The man typed his password into his computer, and a
n image of a house appeared on the wall behind Vince. Vince first strained his neck to turn and look at it and then turned himself around in his seat, sitting legs open with his arms on the back of the chair. “This is 132 Coolidge Ave, Short Hills, New Jersey. Inside is a very kind, very old man.” The man proceeded to the next picture. “Here I am sitting next to him on his couch.” In the picture was the old man — white hair, relaxed white shirt, and blue jeans — and this man dressed now in a navy blue suit with a white shirt and pastel paisley tie. The two were embraced and smiling. There was a collection of paperwork in front of them, and the old man had a pen in his hand.
“Who took the pictures?” Sham asked.
“That is none of your concern,” the man said before continuing. “A few months ago, he contacted an associate of mine. As it turns out, the man had considerable assets that were drastically underinsured. Here, I played the role of an insurance agent. I assessed his goods and issued a policy for the goods that covered him for not less than ten million dollars.”
“It’s a nice home — but not that nice,” Sham said.
“It’s not for the home,” the man said, clicking to the next picture. “Arthur Delacroix was a jeweler. Here is a collection of his favorite pieces. Most are modest, and it is the sheer number of necklaces, earrings, rings, and whatnot that allowed me to value his possessions in the millions. Others,” the man advanced again to a picture of a platinum ring with a three-carat blue diamond, “are themselves worth upwards of three million.” He advanced again, quicker, going through several different pictures of closets, credenzas, and chests and the rooms they were located in. “The pieces are placed throughout the house in four safes, themselves contained within these pieces of furniture. There is a red chest in the basement. There is a dark-brown credenza in his study. There is a wall safe behind this Matisse print in his bedroom. And finally, in the middle of his living room, is an antique leather chest with a safe.”

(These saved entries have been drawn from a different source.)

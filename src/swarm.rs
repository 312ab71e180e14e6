//! The swarm coordinator: holds the work queue and result sink, spawns one
//! worker task per peer, and assembles verified pieces into the output
//! buffer.

use std::{net::SocketAddr, sync::Arc};

use tokio::sync::{mpsc, Mutex};

use crate::{
    download::{check_integrity, download_piece},
    metainfo::{PeerAddress, TorrentSpec},
    peer::PeerSession,
    piece::{PieceResult, PieceWork},
    Conf, Error, Result,
};

/// Drives the download of a single-file torrent across a swarm of peers.
///
/// Construct with [`Swarm::new`], then call [`Swarm::download`] with the
/// initial peer list (as produced by an external tracker client) to run the
/// download to completion. The peer id announced in every session's
/// handshake is `conf.client_id`; use [`crate::generate_peer_id`] with
/// [`Conf::with_client_id`] to announce a fresh random one per run.
pub struct Swarm {
    spec: TorrentSpec,
    conf: Conf,
}

impl Swarm {
    /// Creates a coordinator for `spec`, using the default [`Conf`].
    pub fn new(spec: TorrentSpec) -> Self {
        Self {
            spec,
            conf: Conf::default(),
        }
    }

    /// Overrides the engine configuration.
    pub fn with_conf(mut self, conf: Conf) -> Self {
        self.conf = conf;
        self
    }

    /// Downloads every piece of the torrent from `peers`, spawning one
    /// worker task per peer, and returns the assembled file content.
    ///
    /// Returns as soon as every piece has been verified and copied into the
    /// output buffer; workers that are still running at that point continue
    /// to wind down in the background as their connections close.
    pub async fn download(self, peers: Vec<PeerAddress>) -> Result<Vec<u8>> {
        let piece_count = self.spec.piece_count();
        let mut buf = vec![0u8; self.spec.len as usize];
        if piece_count == 0 {
            return Ok(buf);
        }

        // Capacity equals the piece count so the initial seeding below, and
        // every subsequent re-enqueue by a worker, can never block.
        let (mut work_tx, work_rx) = mpsc::channel::<PieceWork>(piece_count);
        let work_rx = Arc::new(Mutex::new(work_rx));
        let (result_tx, mut result_rx) = mpsc::unbounded_channel::<PieceResult>();

        for index in 0..piece_count {
            let work = PieceWork {
                index,
                hash: self.spec.piece_hashes[index],
                len: self.spec.piece_len(index)?,
            };
            work_tx
                .send(work)
                .await
                .map_err(|_| Error::ChannelClosed)?;
        }

        log::info!(
            "Starting download of {} ({} pieces, {} peers, info hash {})",
            self.spec.name,
            piece_count,
            peers.len(),
            hex::encode(self.spec.info_hash)
        );

        for peer in peers {
            let worker = Worker {
                addr: peer.into(),
                info_hash: self.spec.info_hash,
                piece_count,
                conf: self.conf,
                work_tx: work_tx.clone(),
                work_rx: Arc::clone(&work_rx),
                result_tx: result_tx.clone(),
            };
            tokio::spawn(worker.run());
        }
        // Drop our own handles so the channels close once every worker has
        // dropped theirs (on completion or abandonment).
        drop(work_tx);
        drop(result_tx);

        let mut done = 0usize;
        while done < piece_count {
            let result = result_rx.recv().await.ok_or(Error::ChannelClosed)?;
            let bounds = self.spec.piece_bounds(result.index);
            let start = bounds.start as usize;
            let end = bounds.end as usize;
            buf[start..end].copy_from_slice(&result.buf);
            done += 1;
            log::info!(
                "({:.2}%) downloaded piece {} ({}/{})",
                done as f64 / piece_count as f64 * 100.0,
                result.index,
                done,
                piece_count
            );
        }

        Ok(buf)
    }
}

/// Per-peer worker state: one spawned per [`PeerAddress`], each running
/// independently against the shared work and result channels.
struct Worker {
    addr: SocketAddr,
    info_hash: crate::Sha1Hash,
    piece_count: usize,
    conf: Conf,
    work_tx: mpsc::Sender<PieceWork>,
    work_rx: Arc<Mutex<mpsc::Receiver<PieceWork>>>,
    result_tx: mpsc::UnboundedSender<PieceResult>,
}

impl Worker {
    async fn run(mut self) {
        let mut session = match PeerSession::establish(
            self.addr,
            self.info_hash,
            self.conf.client_id,
            self.piece_count,
            &self.conf,
        )
        .await
        {
            Ok(session) => session,
            Err(e) => {
                log::info!(
                    "Could not establish session with {}: {}. Abandoning peer.",
                    self.addr,
                    e
                );
                return;
            }
        };

        if let Err(e) = session.send_unchoke().await {
            log::info!(
                "Peer {} unchoke failed: {}. Abandoning peer.",
                self.addr,
                e
            );
            return;
        }
        if let Err(e) = session.send_interested().await {
            log::info!(
                "Peer {} interested failed: {}. Abandoning peer.",
                self.addr,
                e
            );
            return;
        }

        self.serve_work(&mut session).await;

        log::info!("Worker for peer {} exiting", self.addr);
    }

    /// Repeatedly takes work from the shared queue until it closes, or until
    /// this peer is abandoned due to an I/O or protocol failure.
    async fn serve_work(&mut self, session: &mut PeerSession) {
        loop {
            let work = {
                let mut rx = self.work_rx.lock().await;
                match rx.recv().await {
                    Some(work) => work,
                    None => return,
                }
            };

            let has_piece = session.has_piece(work.index).unwrap_or(false);
            if !has_piece {
                if self.work_tx.send(work).await.is_err() {
                    return;
                }
                continue;
            }

            match download_piece(session, &work, &self.conf).await {
                Ok(result) => {
                    if let Err(e) =
                        check_integrity(work.index, &work.hash, &result.buf)
                    {
                        log::warn!(
                            "Piece {} failed integrity check from peer {}: {}",
                            work.index,
                            self.addr,
                            e
                        );
                        if self.work_tx.send(work).await.is_err() {
                            return;
                        }
                        continue;
                    }

                    // The Have announcement is a courtesy to the peer, not
                    // a precondition for delivering the already-verified
                    // result: we still push it even if the send fails, and
                    // only then abandon a connection we now suspect is
                    // dead.
                    let have_failed =
                        session.send_have(work.index).await.is_err();
                    if have_failed {
                        log::info!(
                            "Peer {} have failed after piece {}. Abandoning peer.",
                            self.addr,
                            result.index
                        );
                    }
                    if self.result_tx.send(result).is_err() {
                        return;
                    }
                    if have_failed {
                        return;
                    }
                }
                Err(e) => {
                    log::info!(
                        "Piece {} download from {} failed: {}. Abandoning peer.",
                        work.index,
                        self.addr,
                        e
                    );
                    let _ = self.work_tx.send(work).await;
                    return;
                }
            }
        }
    }
}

“Four safes, four criminals?” Reginald said.
“I’d say you were quick, Reggie, but that was obvious and why we hired you. So instead I’ll say you’re performing as expected,” the man said, not turning from his presentation. “I have brought with me today four duffle bags. Each has a GPS sewn into the lining and is empty except for a phone. There is a red for Sol, brown for Sham, black for Reggie, and blue for Vince. It could not be simpler. At 1:00 a.m. on Sunday morning, the phone will receive two texts. First is the password for the safe to which you have been assigned. The second is where you will exchange the duffle bag for your pay.”